__Task requirements__. Every line that holds the word "take" needs to be copied from the data below.
***
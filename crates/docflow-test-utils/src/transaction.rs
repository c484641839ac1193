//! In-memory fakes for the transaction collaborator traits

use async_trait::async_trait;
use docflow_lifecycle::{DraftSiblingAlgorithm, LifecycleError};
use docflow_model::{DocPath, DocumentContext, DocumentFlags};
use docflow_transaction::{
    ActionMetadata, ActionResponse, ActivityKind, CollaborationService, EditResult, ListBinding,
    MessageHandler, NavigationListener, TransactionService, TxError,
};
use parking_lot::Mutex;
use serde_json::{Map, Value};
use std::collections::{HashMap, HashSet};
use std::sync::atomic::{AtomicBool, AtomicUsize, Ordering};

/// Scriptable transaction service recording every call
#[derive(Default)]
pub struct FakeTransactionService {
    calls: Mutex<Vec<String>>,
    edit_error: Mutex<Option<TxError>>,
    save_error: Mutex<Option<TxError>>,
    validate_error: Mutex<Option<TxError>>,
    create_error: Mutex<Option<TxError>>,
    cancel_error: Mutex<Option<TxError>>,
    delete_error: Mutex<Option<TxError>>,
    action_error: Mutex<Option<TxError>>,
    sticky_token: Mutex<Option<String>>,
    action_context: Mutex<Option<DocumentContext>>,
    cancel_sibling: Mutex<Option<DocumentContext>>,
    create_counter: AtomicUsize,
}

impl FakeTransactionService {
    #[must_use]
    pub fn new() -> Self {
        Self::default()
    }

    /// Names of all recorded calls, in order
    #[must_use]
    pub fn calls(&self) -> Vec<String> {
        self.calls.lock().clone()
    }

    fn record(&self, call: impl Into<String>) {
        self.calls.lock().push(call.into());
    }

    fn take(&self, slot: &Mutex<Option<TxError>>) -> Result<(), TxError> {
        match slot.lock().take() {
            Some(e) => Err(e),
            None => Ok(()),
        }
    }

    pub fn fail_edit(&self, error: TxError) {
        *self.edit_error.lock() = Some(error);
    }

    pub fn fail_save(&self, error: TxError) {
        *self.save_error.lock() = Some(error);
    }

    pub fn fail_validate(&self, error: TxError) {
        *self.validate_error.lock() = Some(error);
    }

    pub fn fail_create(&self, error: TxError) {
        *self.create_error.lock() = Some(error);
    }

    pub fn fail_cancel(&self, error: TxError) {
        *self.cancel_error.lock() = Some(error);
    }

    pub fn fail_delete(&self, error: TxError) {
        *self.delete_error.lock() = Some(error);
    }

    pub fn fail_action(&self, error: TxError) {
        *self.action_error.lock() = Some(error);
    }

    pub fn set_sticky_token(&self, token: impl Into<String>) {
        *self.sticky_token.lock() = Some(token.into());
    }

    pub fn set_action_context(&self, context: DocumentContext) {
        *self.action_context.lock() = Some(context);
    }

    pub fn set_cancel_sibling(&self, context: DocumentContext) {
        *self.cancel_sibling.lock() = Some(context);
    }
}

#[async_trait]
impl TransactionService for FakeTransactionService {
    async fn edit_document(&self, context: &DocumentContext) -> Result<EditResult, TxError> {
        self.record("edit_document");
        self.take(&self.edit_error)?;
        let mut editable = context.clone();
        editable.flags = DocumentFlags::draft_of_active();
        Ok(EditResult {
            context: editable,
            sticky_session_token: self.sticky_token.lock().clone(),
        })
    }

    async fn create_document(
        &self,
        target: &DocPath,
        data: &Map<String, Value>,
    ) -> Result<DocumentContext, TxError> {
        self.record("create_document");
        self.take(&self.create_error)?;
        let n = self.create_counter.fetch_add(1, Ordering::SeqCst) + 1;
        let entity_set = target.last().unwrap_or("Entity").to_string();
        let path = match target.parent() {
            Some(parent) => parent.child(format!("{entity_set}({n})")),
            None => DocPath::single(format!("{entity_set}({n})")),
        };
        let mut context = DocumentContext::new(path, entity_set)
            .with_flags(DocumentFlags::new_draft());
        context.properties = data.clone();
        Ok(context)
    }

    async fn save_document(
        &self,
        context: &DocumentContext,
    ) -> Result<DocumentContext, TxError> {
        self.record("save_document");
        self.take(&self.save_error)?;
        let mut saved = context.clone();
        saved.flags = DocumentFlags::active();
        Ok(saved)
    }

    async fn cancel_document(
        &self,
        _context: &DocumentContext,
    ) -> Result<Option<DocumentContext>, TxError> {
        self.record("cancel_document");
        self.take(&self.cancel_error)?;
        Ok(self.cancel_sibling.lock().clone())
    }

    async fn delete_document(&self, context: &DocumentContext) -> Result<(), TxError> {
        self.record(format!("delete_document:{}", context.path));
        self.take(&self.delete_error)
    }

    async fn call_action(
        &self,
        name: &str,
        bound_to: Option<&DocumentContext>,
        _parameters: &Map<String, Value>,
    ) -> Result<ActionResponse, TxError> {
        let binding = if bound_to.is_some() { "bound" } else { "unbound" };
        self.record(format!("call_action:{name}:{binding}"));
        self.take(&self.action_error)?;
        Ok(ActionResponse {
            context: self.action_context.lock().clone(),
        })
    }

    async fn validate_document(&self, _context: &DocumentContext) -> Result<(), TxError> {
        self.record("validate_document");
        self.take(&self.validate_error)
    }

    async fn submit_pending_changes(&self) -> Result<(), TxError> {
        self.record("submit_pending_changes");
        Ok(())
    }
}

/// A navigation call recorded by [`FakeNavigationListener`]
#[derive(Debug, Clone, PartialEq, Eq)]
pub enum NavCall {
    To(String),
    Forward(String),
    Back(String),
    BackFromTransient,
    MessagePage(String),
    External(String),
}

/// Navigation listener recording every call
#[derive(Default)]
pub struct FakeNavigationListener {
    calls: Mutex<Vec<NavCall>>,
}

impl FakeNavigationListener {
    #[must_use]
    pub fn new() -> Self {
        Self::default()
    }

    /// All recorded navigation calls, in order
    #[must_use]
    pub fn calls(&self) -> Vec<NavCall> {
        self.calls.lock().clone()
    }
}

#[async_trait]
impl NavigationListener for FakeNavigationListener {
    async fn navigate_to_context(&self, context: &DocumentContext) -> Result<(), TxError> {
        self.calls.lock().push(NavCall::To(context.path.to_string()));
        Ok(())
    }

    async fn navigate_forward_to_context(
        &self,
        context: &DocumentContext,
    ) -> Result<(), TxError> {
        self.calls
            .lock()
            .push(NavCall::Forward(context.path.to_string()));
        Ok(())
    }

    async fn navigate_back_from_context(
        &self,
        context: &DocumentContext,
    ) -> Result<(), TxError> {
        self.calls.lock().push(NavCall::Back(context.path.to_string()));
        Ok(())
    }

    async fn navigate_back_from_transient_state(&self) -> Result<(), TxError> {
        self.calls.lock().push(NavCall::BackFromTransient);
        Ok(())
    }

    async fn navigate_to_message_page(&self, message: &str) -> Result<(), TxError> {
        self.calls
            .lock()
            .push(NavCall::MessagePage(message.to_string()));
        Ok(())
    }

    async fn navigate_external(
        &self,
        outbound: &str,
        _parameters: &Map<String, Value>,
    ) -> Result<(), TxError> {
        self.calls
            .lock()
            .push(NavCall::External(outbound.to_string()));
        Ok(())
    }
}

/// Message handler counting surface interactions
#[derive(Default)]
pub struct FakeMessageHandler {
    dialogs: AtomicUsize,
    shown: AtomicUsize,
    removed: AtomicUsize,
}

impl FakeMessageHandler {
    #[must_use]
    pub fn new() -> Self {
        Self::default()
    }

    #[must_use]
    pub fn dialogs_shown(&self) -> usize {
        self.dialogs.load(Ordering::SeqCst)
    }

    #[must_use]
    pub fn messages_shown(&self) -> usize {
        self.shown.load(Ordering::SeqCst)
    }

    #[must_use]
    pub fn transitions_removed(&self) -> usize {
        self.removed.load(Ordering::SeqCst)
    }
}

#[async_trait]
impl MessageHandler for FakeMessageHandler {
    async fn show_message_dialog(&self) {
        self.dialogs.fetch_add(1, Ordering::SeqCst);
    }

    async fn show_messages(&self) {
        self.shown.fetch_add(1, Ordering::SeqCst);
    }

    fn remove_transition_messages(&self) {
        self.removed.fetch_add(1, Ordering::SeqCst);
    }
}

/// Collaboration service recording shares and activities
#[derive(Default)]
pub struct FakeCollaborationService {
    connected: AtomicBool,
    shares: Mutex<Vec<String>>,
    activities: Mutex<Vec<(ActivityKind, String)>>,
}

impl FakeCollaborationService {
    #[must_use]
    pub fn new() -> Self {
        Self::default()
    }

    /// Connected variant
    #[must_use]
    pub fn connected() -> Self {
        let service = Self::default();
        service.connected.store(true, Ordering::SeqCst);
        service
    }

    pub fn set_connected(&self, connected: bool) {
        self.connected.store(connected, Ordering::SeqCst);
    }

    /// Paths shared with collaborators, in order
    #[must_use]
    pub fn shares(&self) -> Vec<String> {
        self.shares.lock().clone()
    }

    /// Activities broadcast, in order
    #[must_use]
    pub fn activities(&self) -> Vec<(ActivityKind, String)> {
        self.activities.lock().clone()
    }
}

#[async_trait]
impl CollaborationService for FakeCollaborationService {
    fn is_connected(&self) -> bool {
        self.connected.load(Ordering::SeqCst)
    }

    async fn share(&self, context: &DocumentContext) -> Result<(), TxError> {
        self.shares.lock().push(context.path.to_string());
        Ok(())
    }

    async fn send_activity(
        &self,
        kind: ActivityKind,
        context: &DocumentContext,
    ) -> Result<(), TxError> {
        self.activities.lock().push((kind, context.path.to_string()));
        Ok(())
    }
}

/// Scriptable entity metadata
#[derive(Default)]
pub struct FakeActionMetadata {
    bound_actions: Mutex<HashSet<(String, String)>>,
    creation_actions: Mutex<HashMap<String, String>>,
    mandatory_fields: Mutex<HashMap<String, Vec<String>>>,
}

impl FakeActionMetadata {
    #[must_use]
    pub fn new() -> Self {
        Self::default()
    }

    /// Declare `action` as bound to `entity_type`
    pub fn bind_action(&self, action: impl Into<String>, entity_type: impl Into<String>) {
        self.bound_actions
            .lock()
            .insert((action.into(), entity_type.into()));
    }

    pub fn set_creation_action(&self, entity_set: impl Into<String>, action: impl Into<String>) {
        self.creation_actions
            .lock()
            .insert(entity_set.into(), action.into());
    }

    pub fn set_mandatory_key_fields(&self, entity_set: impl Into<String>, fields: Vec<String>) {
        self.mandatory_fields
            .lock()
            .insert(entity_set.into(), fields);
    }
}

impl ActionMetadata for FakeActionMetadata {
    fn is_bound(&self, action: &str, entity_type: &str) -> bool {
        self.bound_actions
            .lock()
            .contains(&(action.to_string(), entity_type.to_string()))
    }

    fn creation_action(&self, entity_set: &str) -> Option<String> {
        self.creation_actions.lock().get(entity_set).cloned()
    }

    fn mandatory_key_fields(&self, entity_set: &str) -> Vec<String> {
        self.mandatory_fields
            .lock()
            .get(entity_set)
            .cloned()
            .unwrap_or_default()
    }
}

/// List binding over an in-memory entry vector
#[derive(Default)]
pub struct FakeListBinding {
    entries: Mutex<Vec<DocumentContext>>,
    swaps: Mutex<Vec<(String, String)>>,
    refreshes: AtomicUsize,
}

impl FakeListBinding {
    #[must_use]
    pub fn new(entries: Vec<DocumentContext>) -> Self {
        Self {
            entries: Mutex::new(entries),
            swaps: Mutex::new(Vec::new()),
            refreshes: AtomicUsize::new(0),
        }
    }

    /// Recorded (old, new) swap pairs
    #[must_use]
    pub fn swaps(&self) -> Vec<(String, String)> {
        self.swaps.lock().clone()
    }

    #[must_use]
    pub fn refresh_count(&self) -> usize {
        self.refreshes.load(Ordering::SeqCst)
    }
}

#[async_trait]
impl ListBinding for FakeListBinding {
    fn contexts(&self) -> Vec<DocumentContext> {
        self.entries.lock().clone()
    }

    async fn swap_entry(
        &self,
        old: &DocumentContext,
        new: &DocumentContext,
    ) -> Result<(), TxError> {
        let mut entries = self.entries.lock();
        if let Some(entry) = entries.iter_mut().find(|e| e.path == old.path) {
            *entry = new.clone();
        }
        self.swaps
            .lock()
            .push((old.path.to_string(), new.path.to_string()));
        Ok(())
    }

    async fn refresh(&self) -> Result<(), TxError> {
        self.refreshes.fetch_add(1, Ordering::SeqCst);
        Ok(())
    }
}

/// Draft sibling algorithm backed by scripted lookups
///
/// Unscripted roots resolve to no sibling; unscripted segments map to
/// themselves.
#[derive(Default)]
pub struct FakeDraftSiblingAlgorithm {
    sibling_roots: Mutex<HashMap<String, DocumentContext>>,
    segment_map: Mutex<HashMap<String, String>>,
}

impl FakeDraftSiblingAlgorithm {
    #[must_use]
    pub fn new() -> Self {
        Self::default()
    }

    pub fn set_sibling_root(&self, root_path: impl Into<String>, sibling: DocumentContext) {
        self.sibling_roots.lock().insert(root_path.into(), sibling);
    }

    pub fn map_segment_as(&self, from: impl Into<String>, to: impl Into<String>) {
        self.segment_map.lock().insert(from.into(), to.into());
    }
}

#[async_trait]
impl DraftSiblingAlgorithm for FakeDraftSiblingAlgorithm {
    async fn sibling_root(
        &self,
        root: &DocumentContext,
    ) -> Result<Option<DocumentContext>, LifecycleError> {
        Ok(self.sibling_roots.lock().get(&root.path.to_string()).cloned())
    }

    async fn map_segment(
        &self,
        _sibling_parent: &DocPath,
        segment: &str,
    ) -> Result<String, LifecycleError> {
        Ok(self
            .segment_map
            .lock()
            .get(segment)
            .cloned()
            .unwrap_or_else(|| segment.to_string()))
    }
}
***
__Written response__.
    fn take(&self, slot: &Mutex<Option<TxError>>) -> Result<(), TxError> {
        match slot.lock().take() {
        self.take(&self.edit_error)?;
        self.take(&self.create_error)?;
        self.take(&self.save_error)?;
        self.take(&self.cancel_error)?;
        self.take(&self.delete_error)
        self.take(&self.action_error)?;
        self.take(&self.validate_error)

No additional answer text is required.